**Exercise objective:** The data that follows is to be given again, exactly as written.
------------------------
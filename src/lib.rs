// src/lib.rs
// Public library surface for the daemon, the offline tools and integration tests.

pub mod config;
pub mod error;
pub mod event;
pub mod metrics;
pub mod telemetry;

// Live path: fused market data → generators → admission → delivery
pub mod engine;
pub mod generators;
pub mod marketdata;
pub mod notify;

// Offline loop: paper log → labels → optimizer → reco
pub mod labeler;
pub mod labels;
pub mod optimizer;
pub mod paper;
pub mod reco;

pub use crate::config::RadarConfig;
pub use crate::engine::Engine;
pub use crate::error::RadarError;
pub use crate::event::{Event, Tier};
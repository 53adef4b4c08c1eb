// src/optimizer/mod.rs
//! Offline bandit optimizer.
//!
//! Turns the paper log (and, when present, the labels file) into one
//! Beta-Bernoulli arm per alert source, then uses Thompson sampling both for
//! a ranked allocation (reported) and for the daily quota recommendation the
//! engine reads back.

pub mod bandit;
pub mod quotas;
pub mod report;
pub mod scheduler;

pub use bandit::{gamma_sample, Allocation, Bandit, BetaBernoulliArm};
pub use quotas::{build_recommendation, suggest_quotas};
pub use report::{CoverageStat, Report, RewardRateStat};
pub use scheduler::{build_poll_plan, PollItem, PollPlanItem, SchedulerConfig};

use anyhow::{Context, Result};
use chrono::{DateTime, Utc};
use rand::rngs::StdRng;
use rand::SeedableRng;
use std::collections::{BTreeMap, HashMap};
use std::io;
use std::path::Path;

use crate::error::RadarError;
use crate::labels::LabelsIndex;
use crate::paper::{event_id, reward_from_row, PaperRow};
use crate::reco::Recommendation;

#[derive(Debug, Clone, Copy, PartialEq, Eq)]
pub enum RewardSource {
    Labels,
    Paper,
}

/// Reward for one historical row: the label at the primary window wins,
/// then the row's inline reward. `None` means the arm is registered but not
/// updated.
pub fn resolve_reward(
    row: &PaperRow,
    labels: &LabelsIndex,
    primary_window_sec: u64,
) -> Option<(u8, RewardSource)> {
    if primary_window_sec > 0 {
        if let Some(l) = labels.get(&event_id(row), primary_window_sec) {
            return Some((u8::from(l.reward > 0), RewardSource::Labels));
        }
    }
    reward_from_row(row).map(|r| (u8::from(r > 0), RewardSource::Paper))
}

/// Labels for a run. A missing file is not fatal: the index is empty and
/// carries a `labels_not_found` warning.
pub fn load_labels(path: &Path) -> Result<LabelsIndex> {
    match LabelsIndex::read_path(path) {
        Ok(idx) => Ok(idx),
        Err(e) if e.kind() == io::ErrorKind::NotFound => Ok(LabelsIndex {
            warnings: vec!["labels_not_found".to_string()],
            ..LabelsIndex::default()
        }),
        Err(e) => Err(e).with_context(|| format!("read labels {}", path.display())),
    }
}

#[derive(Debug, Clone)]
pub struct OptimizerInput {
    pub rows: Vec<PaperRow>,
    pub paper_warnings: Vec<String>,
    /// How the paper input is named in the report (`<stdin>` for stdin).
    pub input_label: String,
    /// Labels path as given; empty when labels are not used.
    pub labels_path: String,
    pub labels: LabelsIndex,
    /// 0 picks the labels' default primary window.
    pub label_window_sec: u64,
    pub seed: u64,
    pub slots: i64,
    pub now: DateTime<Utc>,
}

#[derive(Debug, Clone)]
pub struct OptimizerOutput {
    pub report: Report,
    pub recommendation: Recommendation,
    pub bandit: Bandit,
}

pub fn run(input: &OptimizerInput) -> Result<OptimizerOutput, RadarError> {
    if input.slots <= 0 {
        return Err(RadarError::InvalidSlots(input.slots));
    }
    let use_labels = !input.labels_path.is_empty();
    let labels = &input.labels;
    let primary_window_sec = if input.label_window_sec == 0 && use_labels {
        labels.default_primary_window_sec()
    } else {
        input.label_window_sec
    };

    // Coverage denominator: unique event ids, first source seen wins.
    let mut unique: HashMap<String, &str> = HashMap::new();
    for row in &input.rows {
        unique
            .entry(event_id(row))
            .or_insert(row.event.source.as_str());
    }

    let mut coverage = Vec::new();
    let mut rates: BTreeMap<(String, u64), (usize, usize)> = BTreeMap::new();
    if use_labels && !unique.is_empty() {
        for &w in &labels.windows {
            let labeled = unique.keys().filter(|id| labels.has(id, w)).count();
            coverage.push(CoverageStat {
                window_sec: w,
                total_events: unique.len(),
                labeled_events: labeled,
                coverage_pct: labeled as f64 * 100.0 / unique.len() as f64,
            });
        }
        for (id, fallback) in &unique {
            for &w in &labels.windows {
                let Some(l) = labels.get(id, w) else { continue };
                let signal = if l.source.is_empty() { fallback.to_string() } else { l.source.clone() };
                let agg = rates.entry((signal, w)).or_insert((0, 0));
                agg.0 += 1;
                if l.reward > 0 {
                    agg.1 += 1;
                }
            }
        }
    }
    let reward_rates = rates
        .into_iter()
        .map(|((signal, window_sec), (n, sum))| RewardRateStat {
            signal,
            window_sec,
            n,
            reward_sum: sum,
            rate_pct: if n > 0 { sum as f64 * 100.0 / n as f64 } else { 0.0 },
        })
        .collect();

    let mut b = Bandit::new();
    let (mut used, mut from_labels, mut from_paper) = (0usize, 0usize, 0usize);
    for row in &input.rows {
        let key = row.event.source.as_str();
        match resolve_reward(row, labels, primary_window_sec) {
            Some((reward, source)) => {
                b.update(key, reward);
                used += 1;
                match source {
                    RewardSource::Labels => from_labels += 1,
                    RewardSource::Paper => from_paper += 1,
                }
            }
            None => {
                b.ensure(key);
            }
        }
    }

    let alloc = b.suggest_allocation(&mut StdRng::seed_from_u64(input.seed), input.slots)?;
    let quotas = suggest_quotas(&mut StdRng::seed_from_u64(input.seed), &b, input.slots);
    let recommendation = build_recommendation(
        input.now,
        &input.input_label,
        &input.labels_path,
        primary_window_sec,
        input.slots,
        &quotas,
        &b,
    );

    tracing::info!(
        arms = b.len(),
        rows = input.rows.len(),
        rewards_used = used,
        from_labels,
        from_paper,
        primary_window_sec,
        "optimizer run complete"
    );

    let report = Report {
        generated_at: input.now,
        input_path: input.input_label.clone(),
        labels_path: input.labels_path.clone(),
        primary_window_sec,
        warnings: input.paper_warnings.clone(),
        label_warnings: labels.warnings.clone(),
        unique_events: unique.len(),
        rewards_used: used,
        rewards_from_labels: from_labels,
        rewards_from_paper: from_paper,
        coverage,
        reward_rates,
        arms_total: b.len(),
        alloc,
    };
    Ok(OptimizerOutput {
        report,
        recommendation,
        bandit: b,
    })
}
------------------------
**Exercise answer:**
filename src/lib.rs
// src/lib.rs
// Public library surface for the daemon, the offline tools and integration tests.

pub mod config;
pub mod error;
pub mod event;
pub mod metrics;
pub mod telemetry;

// Live path: fused market data → generators → admission → delivery
pub mod engine;
pub mod generators;
pub mod marketdata;
pub mod notify;

// Offline loop: paper log → labels → optimizer → reco
pub mod labeler;
pub mod labels;
pub mod optimizer;
pub mod paper;
pub mod reco;

pub use crate::config::RadarConfig;
pub use crate::engine::Engine;
pub use crate::error::RadarError;
pub use crate::event::{Event, Tier};
repository 53adef4b4c08c1eb
// src/optimizer/mod.rs
//! Offline bandit optimizer.
//!
//! Turns the paper log (and, when present, the labels file) into one
//! Beta-Bernoulli arm per alert source, then uses Thompson sampling both for
//! a ranked allocation (reported) and for the daily quota recommendation the
//! engine reads back.

pub mod bandit;
pub mod quotas;
pub mod report;
pub mod scheduler;

pub use bandit::{gamma_sample, Allocation, Bandit, BetaBernoulliArm};
pub use quotas::{build_recommendation, suggest_quotas};
pub use report::{CoverageStat, Report, RewardRateStat};
pub use scheduler::{build_poll_plan, PollItem, PollPlanItem, SchedulerConfig};

use anyhow::{Context, Result};
use chrono::{DateTime, Utc};
use rand::rngs::StdRng;
use rand::SeedableRng;
use std::collections::{BTreeMap, HashMap};
use std::io;
use std::path::Path;

use crate::error::RadarError;
use crate::labels::LabelsIndex;
use crate::paper::{event_id, reward_from_row, PaperRow};
use crate::reco::Recommendation;

#[derive(Debug, Clone, Copy, PartialEq, Eq)]
pub enum RewardSource {
    Labels,
    Paper,
}

/// Reward for one historical row: the label at the primary window wins,
/// then the row's inline reward. `None` means the arm is registered but not
/// updated.
pub fn resolve_reward(
    row: &PaperRow,
    labels: &LabelsIndex,
    primary_window_sec: u64,
) -> Option<(u8, RewardSource)> {
    if primary_window_sec > 0 {
        if let Some(l) = labels.get(&event_id(row), primary_window_sec) {
            return Some((u8::from(l.reward > 0), RewardSource::Labels));
        }
    }
    reward_from_row(row).map(|r| (u8::from(r > 0), RewardSource::Paper))
}

/// Labels for a run. A missing file is not fatal: the index is empty and
/// carries a `labels_not_found` warning.
pub fn load_labels(path: &Path) -> Result<LabelsIndex> {
    match LabelsIndex::read_path(path) {
        Ok(idx) => Ok(idx),
        Err(e) if e.kind() == io::ErrorKind::NotFound => Ok(LabelsIndex {
            warnings: vec!["labels_not_found".to_string()],
            ..LabelsIndex::default()
        }),
        Err(e) => Err(e).with_context(|| format!("read labels {}", path.display())),
    }
}

#[derive(Debug, Clone)]
pub struct OptimizerInput {
    pub rows: Vec<PaperRow>,
    pub paper_warnings: Vec<String>,
    /// How the paper input is named in the report (`<stdin>` for stdin).
    pub input_label: String,
    /// Labels path as given; empty when labels are not used.
    pub labels_path: String,
    pub labels: LabelsIndex,
    /// 0 picks the labels' default primary window.
    pub label_window_sec: u64,
    pub seed: u64,
    pub slots: i64,
    pub now: DateTime<Utc>,
}

#[derive(Debug, Clone)]
pub struct OptimizerOutput {
    pub report: Report,
    pub recommendation: Recommendation,
    pub bandit: Bandit,
}

pub fn run(input: &OptimizerInput) -> Result<OptimizerOutput, RadarError> {
    if input.slots <= 0 {
        return Err(RadarError::InvalidSlots(input.slots));
    }
    let use_labels = !input.labels_path.is_empty();
    let labels = &input.labels;
    let primary_window_sec = if input.label_window_sec == 0 && use_labels {
        labels.default_primary_window_sec()
    } else {
        input.label_window_sec
    };

    // Coverage denominator: unique event ids, first source seen wins.
    let mut unique: HashMap<String, &str> = HashMap::new();
    for row in &input.rows {
        unique
            .entry(event_id(row))
            .or_insert(row.event.source.as_str());
    }

    let mut coverage = Vec::new();
    let mut rates: BTreeMap<(String, u64), (usize, usize)> = BTreeMap::new();
    if use_labels && !unique.is_empty() {
        for &w in &labels.windows {
            let labeled = unique.keys().filter(|id| labels.has(id, w)).count();
            coverage.push(CoverageStat {
                window_sec: w,
                total_events: unique.len(),
                labeled_events: labeled,
                coverage_pct: labeled as f64 * 100.0 / unique.len() as f64,
            });
        }
        for (id, fallback) in &unique {
            for &w in &labels.windows {
                let Some(l) = labels.get(id, w) else { continue };
                let signal = if l.source.is_empty() { fallback.to_string() } else { l.source.clone() };
                let agg = rates.entry((signal, w)).or_insert((0, 0));
                agg.0 += 1;
                if l.reward > 0 {
                    agg.1 += 1;
                }
            }
        }
    }
    let reward_rates = rates
        .into_iter()
        .map(|((signal, window_sec), (n, sum))| RewardRateStat {
            signal,
            window_sec,
            n,
            reward_sum: sum,
            rate_pct: if n > 0 { sum as f64 * 100.0 / n as f64 } else { 0.0 },
        })
        .collect();

    let mut b = Bandit::new();
    let (mut used, mut from_labels, mut from_paper) = (0usize, 0usize, 0usize);
    for row in &input.rows {
        let key = row.event.source.as_str();
        match resolve_reward(row, labels, primary_window_sec) {
            Some((reward, source)) => {
                b.update(key, reward);
                used += 1;
                match source {
                    RewardSource::Labels => from_labels += 1,
                    RewardSource::Paper => from_paper += 1,
                }
            }
            None => {
                b.ensure(key);
            }
        }
    }

    let alloc = b.suggest_allocation(&mut StdRng::seed_from_u64(input.seed), input.slots)?;
    let quotas = suggest_quotas(&mut StdRng::seed_from_u64(input.seed), &b, input.slots);
    let recommendation = build_recommendation(
        input.now,
        &input.input_label,
        &input.labels_path,
        primary_window_sec,
        input.slots,
        &quotas,
        &b,
    );

    tracing::info!(
        arms = b.len(),
        rows = input.rows.len(),
        rewards_used = used,
        from_labels,
        from_paper,
        primary_window_sec,
        "optimizer run complete"
    );

    let report = Report {
        generated_at: input.now,
        input_path: input.input_label.clone(),
        labels_path: input.labels_path.clone(),
        primary_window_sec,
        warnings: input.paper_warnings.clone(),
        label_warnings: labels.warnings.clone(),
        unique_events: unique.len(),
        rewards_used: used,
        rewards_from_labels: from_labels,
        rewards_from_paper: from_paper,
        coverage,
        reward_rates,
        arms_total: b.len(),
        alloc,
    };
    Ok(OptimizerOutput {
        report,
        recommendation,
        bandit: b,
    })
}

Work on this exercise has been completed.